What factors are most predictive of a game's outcome for the Rockets? A multiple/logistic regression

Discussion in 'Houston Rockets: Game Action & Roster Moves' started by hollywoodMarine, Feb 16, 2014.

  1. Ashes

    Ashes Member

    Joined:
    Jul 8, 2007
    Messages:
    2,787
    Likes Received:
    75
    So the key to success is playing better defense, shooting better, and minimizing turnovers. Who would've thought?

    Cool post, though.
     
  2. jtr

    jtr Contributing Member

    Joined:
    Dec 4, 2011
    Messages:
    7,470
    Likes Received:
    275
  3. durvasa

    durvasa Contributing Member

    Joined:
    Feb 11, 2006
    Messages:
    37,999
    Likes Received:
    15,462
    This may be a stupid question, but are you using in-game statistics as the independent variables, or the team and opponent season statistics? That wasn't clear to me. If the former, then its of course trivial to develop a 100% predictive model for whether the team will win or not (just points scored and points allowed).
     
  4. wizkid83

    wizkid83 Contributing Member

    Joined:
    May 20, 2002
    Messages:
    6,335
    Likes Received:
    847
    Trade and injuries is definitely harder to normalize, but back to should be pretty easy to use as an independent variable on a game.
     
  5. wizkid83

    wizkid83 Contributing Member

    Joined:
    May 20, 2002
    Messages:
    6,335
    Likes Received:
    847


    Yeah, which is why I think we should use opponent's TS% and our TS% at each game vs. Opponents avg offensive and defensive TS%.
     
  6. hollywoodMarine

    Joined:
    Jan 15, 2014
    Messages:
    246
    Likes Received:
    32
    Got to run to class soon so this will b short (may miss somethings)

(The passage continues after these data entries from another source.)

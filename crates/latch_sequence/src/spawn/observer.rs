use super::key::SpawnKey;
use crate::world::ObjectHandle;
use std::cell::RefCell;
use std::rc::Rc;

/// Lifecycle notifications emitted by spawn registers.
#[derive(Debug, Copy, Clone, PartialEq, Eq)]
pub enum SpawnEvent {
    Spawned { key: SpawnKey, object: ObjectHandle },
    /// A pooled object was handed to a new key instead of spawning.
    Reused { key: SpawnKey, object: ObjectHandle },
    /// The object stays alive but hidden, ready for reuse.
    Hidden { key: SpawnKey, object: ObjectHandle },
    Destroyed { key: SpawnKey, object: ObjectHandle },
    /// Tracking dropped; the object is someone else's now.
    Forgotten { key: SpawnKey, object: ObjectHandle },
}

impl SpawnEvent {
    pub fn key(&self) -> SpawnKey {
        match *self {
            Self::Spawned { key, .. }
            | Self::Reused { key, .. }
            | Self::Hidden { key, .. }
            | Self::Destroyed { key, .. }
            | Self::Forgotten { key, .. } => key,
        }
    }

    pub fn object(&self) -> ObjectHandle {
        match *self {
            Self::Spawned { object, .. }
            | Self::Reused { object, .. }
            | Self::Hidden { object, .. }
            | Self::Destroyed { object, .. }
            | Self::Forgotten { object, .. } => object,
        }
    }
}

pub trait SpawnObserver {
    fn on_spawn_event(&mut self, event: &SpawnEvent);
}

/// Observer that records every event. Clones share the same log.
#[derive(Debug, Clone, Default)]
pub struct SpawnEventLog {
    events: Rc<RefCell<Vec<SpawnEvent>>>,
}

impl SpawnEventLog {
    pub fn new() -> Self {
        Self::default()
    }

    pub fn events(&self) -> Vec<SpawnEvent> {
        self.events.borrow().clone()
    }

    pub fn take(&self) -> Vec<SpawnEvent> {
        std::mem::take(&mut *self.events.borrow_mut())
    }

    pub fn len(&self) -> usize {
        self.events.borrow().len()
    }

    pub fn is_empty(&self) -> bool {
        self.events.borrow().is_empty()
    }
}

impl SpawnObserver for SpawnEventLog {
    fn on_spawn_event(&mut self, event: &SpawnEvent) {
        self.events.borrow_mut().push(*event);
    }
}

    Yea I had mentioned how TS% model is good but I wanted to look at how much impact 3 point shooting had on the games' outcomes (and FT's etc.), and not just defense vs offense (hence why I chose to split it up)

    Yeah, and also home vs away. Because these are categorical , e.g., one category (home, back to back, etc.) vs another category (away, not back to back, etc.) rather than continuous variables (such as how many turnovers), these factors can only be added into a logistic regression model.

    I had considered doing that, but then as I found out later, logistic regression stops working very well if you have too many variables, and not enough actual samples (games) :(

    Looks pretty cool.. and complicated haha

    Np, these are in game statistics, and I can understand why it may appear kind of useless at first. But keep in mind these aren't points scored and points allowed (a model with those variables would like you say predict 100% but not really give you any information). The variables are more like: how well are you shooting twos, how well are you shooting threes, how well is your opponent shooting the twos/threes (so an estimate of your defense), and then other parts of the parts of the box score as well.

    The key thing is that the model is not intended to be predictive of future games (although it can give you idea maybe of some "fluke" past games, which I had listed in the post), but rather to answer questions about WHICH of the variables are more important in the prediction (is three point shooting more important than taking care of the ball? is defending the paint and midrange more important than defending the perimeter?)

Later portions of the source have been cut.